While you could grow a new tree from the existing one, I suggest instead trying to match (or closely match) your existing tree's variety - and then buy a healthy, good-sized specimen from a local nursery and plant it. Mainly because of the tree's time to maturity - If you grow your own tree "from scratch", you and your wife will be well into senior citizenship by the time the "new" tree is large enough and strong enough to bloom. Flowering crabapple trees take between 8 to 15 years to attain a mature and salable size - "salable" being 1.5" to 3" trunk diameter and 7' - 12' in height. This is definitely an instance where a "money-for-time" trade is warranted - because you can get a young tree purchased, delivered, and planted in the $400 - $700 range. Most locally-owned landscape nurseries or garden centers that sell trees of this size offer delivery, and many will offer a planting service as well - call around.

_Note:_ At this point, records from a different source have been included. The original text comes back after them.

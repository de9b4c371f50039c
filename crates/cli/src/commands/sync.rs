//! sync command - Mirror a local directory and an S3 prefix
//!
//! Exactly one side must be an `s3://` address; the direction follows from
//! which side it is.

use std::sync::Arc;

use clap::Args;
use s3sync_core::{SyncRequest, SyncSession};

use super::headers::HeaderArgs;
use super::{ConnectionArgs, open_store, report, watch};
use crate::exit_code::ExitCode;
use crate::output::{Formatter, OutputConfig, StatusUnit};

/// Sync a local directory with an S3 prefix
#[derive(Args, Debug)]
pub struct SyncArgs {
    /// Source (local directory or s3://bucket/prefix)
    pub source: String,

    /// Destination (local directory or s3://bucket/prefix)
    pub destination: String,

    /// Delete destination entries that no longer exist at the source
    #[arg(long)]
    pub delete_removed: bool,

    /// Compare by size only, skipping content hashes
    #[arg(long)]
    pub no_hash: bool,

    /// Show what would be transferred or deleted without doing it
    #[arg(long)]
    pub dry_run: bool,

    #[command(flatten)]
    pub headers: HeaderArgs,
}

/// Execute the sync command
pub async fn execute(
    args: SyncArgs,
    connection: &ConnectionArgs,
    output_config: OutputConfig,
) -> ExitCode {
    let formatter = Formatter::new(output_config);

    let headers = match args.headers.policy() {
        Ok(policy) => policy,
        Err(e) => {
            formatter.error(&e);
            return ExitCode::UsageError;
        }
    };

    let (store, mut config) = match open_store(connection, &formatter).await {
        Ok(opened) => opened,
        Err(code) => return code,
    };
    if args.no_hash {
        config.hash_check = false;
    }

    let mut request = SyncRequest::new(args.source, args.destination);
    request.delete_removed = args.delete_removed;
    request.dry_run = args.dry_run;
    request.headers = Arc::new(headers);

    let session = match SyncSession::new(request, store, config) {
        Ok(session) => session,
        Err(e) => {
            formatter.error(&e.to_string());
            return ExitCode::from_error(&e);
        }
    };
    tracing::debug!(direction = ?session.direction(), "Sync session created");

    let outcome = watch(session.spawn(), &formatter, StatusUnit::Bytes).await;
    report(&outcome, &formatter)
}

#[cfg(test)]
mod tests {
    use super::*;
    use crate::commands::{Cli, Commands};
    use clap::Parser;

    fn parse(args: &[&str]) -> SyncArgs {
        let mut argv = vec!["s3", "sync"];
        argv.extend_from_slice(args);
        match Cli::try_parse_from(argv).unwrap().command {
            Commands::Sync(args) => args,
            other => panic!("unexpected command: {other:?}"),
        }
    }

    #[test]
    fn test_parse_sync_flags() {
        let args = parse(&[
            "s3://bucket/backup/",
            "./restore",
            "--delete-removed",
            "--no-hash",
            "--dry-run",
        ]);
        assert_eq!(args.source, "s3://bucket/backup/");
        assert_eq!(args.destination, "./restore");
        assert!(args.delete_removed);
        assert!(args.no_hash);
        assert!(args.dry_run);
    }

    #[test]
    fn test_parse_repeated_headers() {
        let args = parse(&[
            "./site",
            "s3://bucket/www",
            "--add-header",
            "Cache-Control: max-age=60",
            "--add-header",
            "x-amz-meta-build: 42",
            "--no-guess-mime-type",
        ]);
        assert_eq!(args.headers.add_header.len(), 2);
        assert!(args.headers.no_guess_mime_type);
        assert!(args.headers.policy().is_ok());
    }

    #[tokio::test]
    async fn test_two_local_paths_is_usage_error() {
        let dir = tempfile::tempdir().unwrap();
        let connection = ConnectionArgs {
            config: Some(dir.path().join("config.toml")),
            ..Default::default()
        };
        let args = parse(&["./a", "./b"]);
        let code = execute(
            args,
            &connection,
            OutputConfig {
                quiet: true,
                ..Default::default()
            },
        )
        .await;
        assert_eq!(code, ExitCode::UsageError);
    }
}
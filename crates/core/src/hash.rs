//! Content hashing
//!
//! Local digests are computed in the form S3 reports as an ETag: the hex MD5
//! of the content for single-part objects, and `md5(part digests)-N` for
//! multipart objects.

use std::path::Path;

use md5::{Digest, Md5};
use tokio::io::AsyncReadExt;

use crate::progress::ByteProgress;

const READ_BUF: usize = 1024 * 1024;

/// Minimum part size: 5 MiB (S3 requirement)
pub const MIN_PART_SIZE: u64 = 5 * 1024 * 1024;

/// Maximum part size: 5 GiB
pub const MAX_PART_SIZE: u64 = 5 * 1024 * 1024 * 1024;

/// Maximum number of parts: 10,000 (S3 limit)
pub const MAX_PARTS: u64 = 10_000;

/// Part size the uploader uses for a file of `file_size` bytes
pub fn part_size_for(file_size: u64, configured: u64) -> u64 {
    let configured = configured.clamp(MIN_PART_SIZE, MAX_PART_SIZE);
    if file_size.div_ceil(configured) <= MAX_PARTS {
        configured
    } else {
        file_size
            .div_ceil(MAX_PARTS)
            .clamp(MIN_PART_SIZE, MAX_PART_SIZE)
    }
}

/// Whether a file of `file_size` bytes is uploaded in parts
pub fn is_multipart(file_size: u64, configured: u64) -> bool {
    file_size > configured.clamp(MIN_PART_SIZE, MAX_PART_SIZE)
}

/// Number of parts encoded in a multipart ETag (`…-N`)
pub fn etag_part_count(etag: &str) -> Option<u64> {
    let (_, count) = etag.trim_matches('"').rsplit_once('-')?;
    count.parse().ok()
}

/// Hex MD5 of a file
pub async fn md5_file(path: &Path, progress: &ByteProgress) -> std::io::Result<String> {
    let mut file = tokio::fs::File::open(path).await?;
    let mut hasher = Md5::new();
    let mut buf = vec![0u8; READ_BUF];
    loop {
        let n = file.read(&mut buf).await?;
        if n == 0 {
            break;
        }
        hasher.update(&buf[..n]);
        progress.advance(n as u64);
    }
    Ok(hex::encode(hasher.finalize()))
}

/// Multipart ETag of a file split into `part_size` chunks
pub async fn multipart_etag(
    path: &Path,
    part_size: u64,
    progress: &ByteProgress,
) -> std::io::Result<String> {
    let mut file = tokio::fs::File::open(path).await?;
    let mut combined = Md5::new();
    let mut part = Md5::new();
    let mut in_part = 0u64;
    let mut parts = 0u64;
    let mut buf = vec![0u8; READ_BUF];

    loop {
        let want = (part_size - in_part).min(buf.len() as u64) as usize;
        let n = file.read(&mut buf[..want]).await?;
        if n == 0 {
            break;
        }
        part.update(&buf[..n]);
        in_part += n as u64;
        progress.advance(n as u64);

        if in_part == part_size {
            combined.update(part.finalize_reset());
            parts += 1;
            in_part = 0;
        }
    }
    if in_part > 0 || parts == 0 {
        combined.update(part.finalize());
        parts += 1;
    }

    Ok(format!("{}-{parts}", hex::encode(combined.finalize())))
}

/// Whether a local file's content matches a remote ETag
///
/// Multipart ETags are recomputed with the uploader's part size; a part count
/// that does not match is treated as different content.
pub async fn matches_etag(
    path: &Path,
    file_size: u64,
    etag: &str,
    configured_part_size: u64,
    progress: &ByteProgress,
) -> std::io::Result<bool> {
    let etag = etag.trim_matches('"');
    match etag_part_count(etag) {
        Some(remote_parts) => {
            let part_size = part_size_for(file_size, configured_part_size);
            if file_size.div_ceil(part_size).max(1) != remote_parts {
                return Ok(false);
            }
            let local = multipart_etag(path, part_size, progress).await?;
            Ok(local.eq_ignore_ascii_case(etag))
        }
        None => {
            let local = md5_file(path, progress).await?;
            Ok(local.eq_ignore_ascii_case(etag))
        }
    }
}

To match your tree, inventory the flower color, flower style (specifically - single or double rows of petals), color of new leaves at emergence, leaf color through the summer, and color and size (diameter) or fruit. Using that information, you can narrow down your possible matches of Crabapple. One good reference is JF Schmidt's crabapple variety list. Again, your reputable local garden center can help you. Bring in your photos and your potential matches, and the garden center staff can help you find what varieties are currently available. If they don't have your tree in stock, ask if they can order it.
posted by Ardea alba at 12:51 PM on September 24, 2018 [6 favorites]

Yes! Try growing from seed...growing plants from seed (especially perennials like trees and shrubs) is something the world needs more of. Do it do it do it! You definitely want to plant as many seeds as possible. Some won't germinate at all, some will germinate late, some will produce small weak plants, and then there will be a few standout ones. Those are the ones you're interested in. I like Mark Shepards STUN (sheer, total, utter neglect) approach for starting trees from seed. You plant a huge amount of seed to increase likelihood of birthing a stellar tree. You're not interested in the ones that require lots of attention to keep them healthy and strong (or just alive), you want the one with the genetics that do well in your soil, your climate.

Choosing which one(s) to keep probably won't be a problem, you'll naturally gravitate to one or two that just "look" healthy, or that delight you for some reason. That seem happy even when you forget to water.

I would start them out in a pot, or planted closely together in the ground, but I'd get them in the ground in the spring. The root systems of tree are quite fascinating, and trees share nutrients and information with one another via the roots. I'd plant the young ones near the parent tree so their root systems can grow into contact with one another.